Elle ferma l’eau, et se redressa. Elle pleurait. Elle éteignit la lumière, referma la porte, entra dans sa chambre, tira les rideaux. La pénombre lui parut plus facile, moins réelle. Elle commença par défaire sa ceinture et fit glisser son pantalon au sol. Son pull, son débardeur et son soutien-gorge suivirent d’un seul et même mouvement. Elle passa sa main sur sa poitrine nue, remonta vers le cou, serra légèrement sa gorge. Appuya avec la pulpe de ses doigts sur les points douloureux de sa nuque, et renversa la tête en arrière.

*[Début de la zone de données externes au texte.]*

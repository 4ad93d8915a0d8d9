// Registry login via the container CLI

use std::process::Stdio;
use tokio::io::{AsyncBufReadExt, AsyncRead, AsyncWriteExt, BufReader};
use tokio::process::Command;
use tracing::{debug, warn};

use super::{AccessToken, LogSink, SessionError};

/// Runs `<container_cli> login` non-interactively for a single registry.
#[derive(Debug, Clone)]
pub struct RegistryLoginExecutor {
    container_cli: String,
    registry_url: String,
    username: String,
}

impl RegistryLoginExecutor {
    pub fn new(
        container_cli: impl Into<String>,
        registry_url: impl Into<String>,
        username: impl Into<String>,
    ) -> Self {
        Self {
            container_cli: container_cli.into(),
            registry_url: registry_url.into(),
            username: username.into(),
        }
    }

    /// Log in with `token` and return the command's exit code.
    ///
    /// The token goes over stdin, never argv. Output is forwarded to `sink`
    /// line by line while the command runs. A process killed by a signal
    /// reports `-1`.
    pub async fn login(&self, token: &AccessToken, sink: &dyn LogSink) -> Result<i32, SessionError> {
        debug!(
            "Executing: {} login --username {} --password-stdin {}",
            self.container_cli, self.username, self.registry_url
        );

        let mut child = Command::new(&self.container_cli)
            .arg("login")
            .arg("--username")
            .arg(&self.username)
            .arg("--password-stdin")
            .arg(&self.registry_url)
            .stdin(Stdio::piped())
            .stdout(Stdio::piped())
            .stderr(Stdio::piped())
            .kill_on_drop(true)
            .spawn()
            .map_err(|e| {
                SessionError::LoginCommand(format!(
                    "Failed to execute {} login: {}",
                    self.container_cli, e
                ))
            })?;

        if let Some(mut stdin) = child.stdin.take() {
            match stdin.write_all(token.as_str().as_bytes()).await {
                Ok(()) => {}
                // The command may exit before reading its password
                Err(e) if e.kind() == std::io::ErrorKind::BrokenPipe => {
                    debug!("{} login closed stdin early", self.container_cli);
                }
                Err(e) => {
                    return Err(SessionError::LoginCommand(format!(
                        "Failed to pass token to {} login: {}",
                        self.container_cli, e
                    )));
                }
            }
        }

        let (stdout_result, stderr_result) = tokio::join!(
            forward_lines(child.stdout.take(), sink, ""),
            forward_lines(child.stderr.take(), sink, "[stderr] "),
        );
        for result in [stdout_result, stderr_result] {
            if let Err(e) = result {
                warn!("Stopped forwarding {} login output: {}", self.container_cli, e);
            }
        }

        let status = child.wait().await.map_err(|e| {
            SessionError::LoginCommand(format!(
                "Failed to wait for {} login: {}",
                self.container_cli, e
            ))
        })?;

        debug!("{} login exited with status: {}", self.container_cli, status);
        Ok(status.code().unwrap_or(-1))
    }
}

/// Forward raw output lines until EOF.
///
/// Output is not required to be UTF-8; invalid bytes are replaced rather than
/// ending the stream, so the pipe is always drained.
async fn forward_lines<R>(reader: Option<R>, sink: &dyn LogSink, prefix: &str) -> std::io::Result<()>
where
    R: AsyncRead + Unpin,
{
    let Some(reader) = reader else {
        return Ok(());
    };

    let mut lines = BufReader::new(reader).split(b'\n');
    while let Some(raw) = lines.next_segment().await? {
        let line = String::from_utf8_lossy(&raw);
        sink.line(&format!("{}{}", prefix, line.trim_end_matches('\r')));
    }
    Ok(())
}

#[cfg(all(test, unix))]
mod tests {
    use super::*;
    use crate::registry::test_support::write_fake_cli;
    use crate::registry::MemorySink;

    #[tokio::test]
    async fn test_login_passes_arguments_and_token_on_stdin() {
        let dir = tempfile::tempdir().unwrap();
        let record = dir.path().join("invocation");
        let cli = write_fake_cli(
            dir.path(),
            &format!(
                "printf '%s\\n' \"$@\" > '{record}'\ntoken=$(cat)\nprintf 'stdin=%s\\n' \"$token\" >> '{record}'\necho 'Login Succeeded'\n",
                record = record.display()
            ),
        );

        let executor = RegistryLoginExecutor::new(cli.to_string_lossy(), "https://gcr.io", "_token");
        let sink = MemorySink::new();

        let code = executor
            .login(&AccessToken::new("abc123"), &sink)
            .await
            .unwrap();

        assert_eq!(code, 0);
        assert_eq!(sink.lines(), vec!["Login Succeeded".to_string()]);

        let recorded = std::fs::read_to_string(&record).unwrap();
        assert_eq!(
            recorded,
            "login\n--username\n_token\n--password-stdin\nhttps://gcr.io\nstdin=abc123\n"
        );
    }

    #[tokio::test]
    async fn test_login_reports_non_zero_exit_and_stderr() {
        let dir = tempfile::tempdir().unwrap();
        let cli = write_fake_cli(
            dir.path(),
            "echo 'unauthorized: authentication required' >&2\nexit 3\n",
        );

        let executor = RegistryLoginExecutor::new(cli.to_string_lossy(), "https://gcr.io", "_token");
        let sink = MemorySink::new();

        let code = executor
            .login(&AccessToken::new("abc123"), &sink)
            .await
            .unwrap();

        assert_eq!(code, 3);
        assert!(sink.contains("[stderr] unauthorized: authentication required"));
    }

    #[tokio::test]
    async fn test_login_survives_non_utf8_output() {
        let dir = tempfile::tempdir().unwrap();
        let cli = write_fake_cli(
            dir.path(),
            "cat > /dev/null\nprintf '\\377\\376bad\\n'\nsleep 1\necho 'Login Succeeded'\nexit 0\n",
        );

        let executor = RegistryLoginExecutor::new(cli.to_string_lossy(), "https://gcr.io", "_token");
        let sink = MemorySink::new();

        let code = executor
            .login(&AccessToken::new("abc123"), &sink)
            .await
            .unwrap();

        assert_eq!(code, 0);
        let lines = sink.lines();
        assert_eq!(lines.len(), 2);
        assert!(lines[0].ends_with("bad"));
        assert!(lines[0].contains('\u{FFFD}'));
        assert_eq!(lines[1], "Login Succeeded");
    }

    #[tokio::test]
    async fn test_login_fails_when_cli_missing() {
        let dir = tempfile::tempdir().unwrap();
        let missing = dir.path().join("no-such-docker");

        let executor =
            RegistryLoginExecutor::new(missing.to_string_lossy(), "https://gcr.io", "_token");
        let sink = MemorySink::new();

        let err = executor
            .login(&AccessToken::new("abc123"), &sink)
            .await
            .unwrap_err();

        assert!(matches!(err, SessionError::LoginCommand(_)));
    }
}
//! Long-running operation handles and the terminal-state policy.

use serde::Deserialize;
use serde_json::Value;

/// `metadata.state` values that mark an operation as finished.
const TERMINAL_METADATA_STATES: &[&str] = &["SUCCEEDED", "FAILED", "CANCELLED"];

/// Result URI keys accepted on a candidate response node, in order.
const URI_KEYS: &[&str] = &["uri", "videoUri", "fileUri"];

/// External long-running-operation handle, as returned by submission and by
/// polling. Never written locally; polling reads replace the whole value.
#[derive(Debug, Clone, Deserialize)]
pub struct Operation {
    /// Operation identity, e.g. `models/veo-2.0-generate-001/operations/abc`.
    #[serde(default)]
    pub name: String,
    #[serde(default)]
    pub done: bool,
    /// Opaque result payload; its shape varies by model version, so it is
    /// kept raw and interpreted by [`extract_result_uri`].
    #[serde(default)]
    pub response: Option<Value>,
    #[serde(default)]
    pub error: Option<OperationError>,
    #[serde(default)]
    pub metadata: Option<OperationMetadata>,
}

/// Error object attached to a failed operation.
#[derive(Debug, Clone, Deserialize)]
pub struct OperationError {
    #[serde(default)]
    pub code: Option<i64>,
    #[serde(default)]
    pub message: Option<String>,
}

#[derive(Debug, Clone, Deserialize)]
pub struct OperationMetadata {
    #[serde(default)]
    pub state: Option<String>,
}

impl Operation {
    pub fn is_terminal(&self) -> bool {
        is_terminal(self)
    }

    /// Upstream error message, if the operation carries an error. Falls back
    /// to the numeric code when no message was supplied.
    pub fn error_message(&self) -> Option<String> {
        let error = self.error.as_ref()?;
        match (&error.message, error.code) {
            (Some(message), _) if !message.is_empty() => Some(message.clone()),
            (_, Some(code)) => Some(format!("upstream error code {code}")),
            _ => Some("upstream reported an error".to_string()),
        }
    }
}

/// Decide whether an operation has reached a terminal state.
///
/// The upstream API is not internally consistent about which field signals
/// completion: some operations set `done`, some only attach a `response` or
/// an `error`, and some only advance `metadata.state`. Any one of the four
/// counts; checking `done` alone misses real completions.
pub fn is_terminal(op: &Operation) -> bool {
    if op.done || op.response.is_some() || op.error.is_some() {
        return true;
    }
    op.metadata
        .as_ref()
        .and_then(|m| m.state.as_deref())
        .is_some_and(|state| TERMINAL_METADATA_STATES.contains(&state))
}

/// Extract the playable result URI from a terminal operation response.
///
/// The response shape varies by model version. Candidate locations are tried
/// in fixed priority order:
/// 1. `generateVideoResponse.generatedSamples[*]` (nested samples array)
/// 2. `generatedVideos[*]` (flat videos array)
/// 3. `video` (direct field)
///
/// Within each candidate, the first non-empty string under `uri`, `videoUri`,
/// or `fileUri` wins; a `video` sub-object is checked before the entry
/// itself. Returns `None` only when every candidate is empty.
pub fn extract_result_uri(response: &Value) -> Option<String> {
    if let Some(samples) = response
        .pointer("/generateVideoResponse/generatedSamples")
        .and_then(Value::as_array)
    {
        for sample in samples {
            if let Some(uri) = uri_from_entry(sample) {
                return Some(uri);
            }
        }
    }

    if let Some(videos) = response.get("generatedVideos").and_then(Value::as_array) {
        for entry in videos {
            if let Some(uri) = uri_from_entry(entry) {
                return Some(uri);
            }
        }
    }

    if let Some(video) = response.get("video") {
        return uri_from_node(video);
    }

    None
}

fn uri_from_entry(entry: &Value) -> Option<String> {
    if let Some(video) = entry.get("video") {
        if let Some(uri) = uri_from_node(video) {
            return Some(uri);
        }
    }
    uri_from_node(entry)
}

fn uri_from_node(node: &Value) -> Option<String> {
    for key in URI_KEYS {
        if let Some(uri) = node.get(*key).and_then(Value::as_str) {
            if !uri.is_empty() {
                return Some(uri.to_string());
            }
        }
    }
    None
}
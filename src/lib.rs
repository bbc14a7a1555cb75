//! story-media library crate.
//!
//! Media generation orchestration for the story app: submit a generation
//! request to the upstream long-running-operation API, poll it to a terminal
//! state under a bounded time budget, relay the resulting bytes to clients
//! without buffering, and (on platforms that need it) probe the delivered
//! media for playability before committing to show it.

pub mod client;
pub mod config;
pub mod job;
pub mod playback;
pub mod relay;
pub mod server;
pub mod upstream;
//! API error types for the job status service.

use axum::http::StatusCode;
use axum::response::{IntoResponse, Response};
use axum::Json;
use serde::Serialize;
use thiserror::Error;
use uuid::Uuid;

use crate::job::RegistryError;
use crate::relay::RelayError;
use crate::upstream::UpstreamError;

/// Failures surfaced by the HTTP handlers.
#[derive(Debug, Error)]
pub enum ApiError {
    #[error(transparent)]
    Upstream(#[from] UpstreamError),

    #[error(transparent)]
    Registry(#[from] RegistryError),

    #[error(transparent)]
    Relay(#[from] RelayError),

    #[error("job {0} not found")]
    JobNotFound(Uuid),

    #[error("job {0} is not ready for streaming")]
    JobNotReady(Uuid),
}

/// JSON body returned for error responses.
#[derive(Debug, Serialize)]
pub struct ErrorBody {
    /// Machine-readable error code.
    pub error: &'static str,
    /// Human-readable error message.
    pub message: String,
}

impl IntoResponse for ApiError {
    fn into_response(self) -> Response {
        let (status, error_code) = match &self {
            ApiError::Upstream(UpstreamError::MissingCredentials) => {
                (StatusCode::INTERNAL_SERVER_ERROR, "missing_credentials")
            }
            ApiError::Upstream(UpstreamError::Request { .. }) => {
                (StatusCode::BAD_GATEWAY, "upstream_request_error")
            }
            ApiError::Upstream(UpstreamError::Fetch { .. }) => {
                (StatusCode::BAD_GATEWAY, "upstream_fetch_error")
            }
            ApiError::Upstream(UpstreamError::MalformedResponse(_)) => {
                (StatusCode::BAD_GATEWAY, "malformed_upstream_response")
            }
            ApiError::Upstream(UpstreamError::Http(_)) => {
                (StatusCode::BAD_GATEWAY, "upstream_unreachable")
            }
            ApiError::Registry(RegistryError::AtCapacity) => {
                (StatusCode::TOO_MANY_REQUESTS, "too_many_jobs")
            }
            ApiError::Relay(_) => (StatusCode::BAD_GATEWAY, "relay_fetch_error"),
            ApiError::JobNotFound(_) => (StatusCode::NOT_FOUND, "job_not_found"),
            ApiError::JobNotReady(_) => (StatusCode::CONFLICT, "job_not_ready"),
        };

        let body = ErrorBody {
            error: error_code,
            message: self.to_string(),
        };

        (status, Json(body)).into_response()
    }
}
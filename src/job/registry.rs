//! Job registry: owns one poller task per job and a cap on how many run at
//! once.

use std::collections::HashMap;
use std::sync::{Arc, RwLock};
use std::time::Duration;

use tokio::sync::{watch, OwnedSemaphorePermit, Semaphore};
use uuid::Uuid;

use super::poller::{drive_to_terminal, JobState};
use crate::config::PollBudget;
use crate::upstream::{Operation, OperationClient};

/// Errors raised when registering a job.
#[derive(Debug, thiserror::Error)]
pub enum RegistryError {
    #[error("too many concurrent generation jobs")]
    AtCapacity,
}

/// A reserved slot under the concurrent-job cap.
///
/// Reserved *before* the upstream operation is submitted, so a creation
/// refused at capacity never starts an operation nobody will poll. Handed to
/// [`JobRegistry::spawn`], which keeps it alive for the life of the poller;
/// dropping it unspawned releases the slot.
pub struct JobSlot {
    permit: OwnedSemaphorePermit,
}

/// Tracks all jobs in the process. Each job is a spawned poller task that
/// publishes state through a watch channel; the registry holds the receiving
/// ends. Pollers are fully independent of each other, and a client
/// abandoning its side never cancels one: jobs are fire-and-poll, running to
/// their own terminal state or deadline regardless of watchers.
pub struct JobRegistry {
    jobs: Arc<RwLock<HashMap<Uuid, watch::Receiver<JobState>>>>,
    permits: Arc<Semaphore>,
    retention: Option<Duration>,
}

impl JobRegistry {
    /// Create a registry allowing at most `max_concurrent_jobs` running
    /// pollers. Unbounded concurrent upstream operations would be a resource
    /// exhaustion risk, so the cap is mandatory. Job records are kept until
    /// the process exits unless [`JobRegistry::with_retention`] is set.
    pub fn new(max_concurrent_jobs: usize) -> Self {
        Self {
            jobs: Arc::new(RwLock::new(HashMap::new())),
            permits: Arc::new(Semaphore::new(max_concurrent_jobs)),
            retention: None,
        }
    }

    /// Evict each job record `ttl` after its poller reaches a terminal
    /// state, so a long-lived server does not accumulate records forever.
    pub fn with_retention(mut self, ttl: Duration) -> Self {
        self.retention = Some(ttl);
        self
    }

    /// Reserve a slot under the concurrent-job cap.
    ///
    /// Callers reserve first, then submit the upstream operation, then hand
    /// the slot to [`JobRegistry::spawn`]; that ordering keeps the cap a
    /// bound on operations actually started.
    ///
    /// # Errors
    ///
    /// Returns `RegistryError::AtCapacity` when the cap is reached.
    pub fn reserve(&self) -> Result<JobSlot, RegistryError> {
        let permit = self
            .permits
            .clone()
            .try_acquire_owned()
            .map_err(|_| RegistryError::AtCapacity)?;
        Ok(JobSlot { permit })
    }

    /// Register an already-submitted operation and spawn its poller task in
    /// the reserved slot. Returns the job id immediately; completion is
    /// observed via [`JobRegistry::status`].
    pub fn spawn(
        &self,
        slot: JobSlot,
        client: Arc<OperationClient>,
        operation: Operation,
        budget: PollBudget,
    ) -> Uuid {
        let job_id = Uuid::new_v4();
        let (tx, rx) = watch::channel(JobState::Queued);

        {
            let mut jobs = self.jobs.write().unwrap_or_else(|e| e.into_inner());
            jobs.insert(job_id, rx);
        }

        log::info!("job {} registered for operation {}", job_id, operation.name);

        let jobs = Arc::clone(&self.jobs);
        let retention = self.retention;
        tokio::spawn(async move {
            // Permit is held for the life of the poller, bounding in-flight
            // upstream operations started by this process.
            let permit = slot.permit;

            if !operation.is_terminal() {
                let _ = tx.send(JobState::Processing);
            }

            let terminal = drive_to_terminal(&client, operation, budget).await;
            log::info!("job {} finished: {:?}", job_id, terminal);
            let _ = tx.send(terminal);

            // The slot frees as soon as polling ends; retention only keeps
            // the record readable, not the capacity occupied.
            drop(permit);

            if let Some(ttl) = retention {
                tokio::time::sleep(ttl).await;
                let mut jobs = jobs.write().unwrap_or_else(|e| e.into_inner());
                jobs.remove(&job_id);
            }
        });

        job_id
    }

    /// Current state of a job, or `None` for an unknown id.
    pub fn status(&self, job_id: &Uuid) -> Option<JobState> {
        let jobs = self.jobs.read().unwrap_or_else(|e| e.into_inner());
        jobs.get(job_id).map(|rx| rx.borrow().clone())
    }

    /// Drop a job record once the caller is done with it. The poller task,
    /// if still running, is unaffected.
    pub fn forget(&self, job_id: &Uuid) {
        let mut jobs = self.jobs.write().unwrap_or_else(|e| e.into_inner());
        jobs.remove(job_id);
    }

    /// Number of currently tracked jobs.
    pub fn len(&self) -> usize {
        let jobs = self.jobs.read().unwrap_or_else(|e| e.into_inner());
        jobs.len()
    }

    pub fn is_empty(&self) -> bool {
        self.len() == 0
    }
}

Elle défit le lit, s’assit sur le bord, regarda ses pieds. Elle vint rabattre la couette sur elle, se tourna vers le mur. Elle fixa un temps la surface blanche qui lui faisait face, puis elle ferma les yeux. Que la tristesse se tire, bon sang. Plusieurs minutes silencieuses passèrent. Sans chercher le sommeil, elle s’endormit.

Dans l’obscurité de l’appartement, le tas d’affaires laissé sur le carrelage de l’entrée formait une masse indistincte. Au fond du sac, le téléphone se mit à sonner dans le vide.

Il laissa sonner jusqu’au bout puis raccrocha.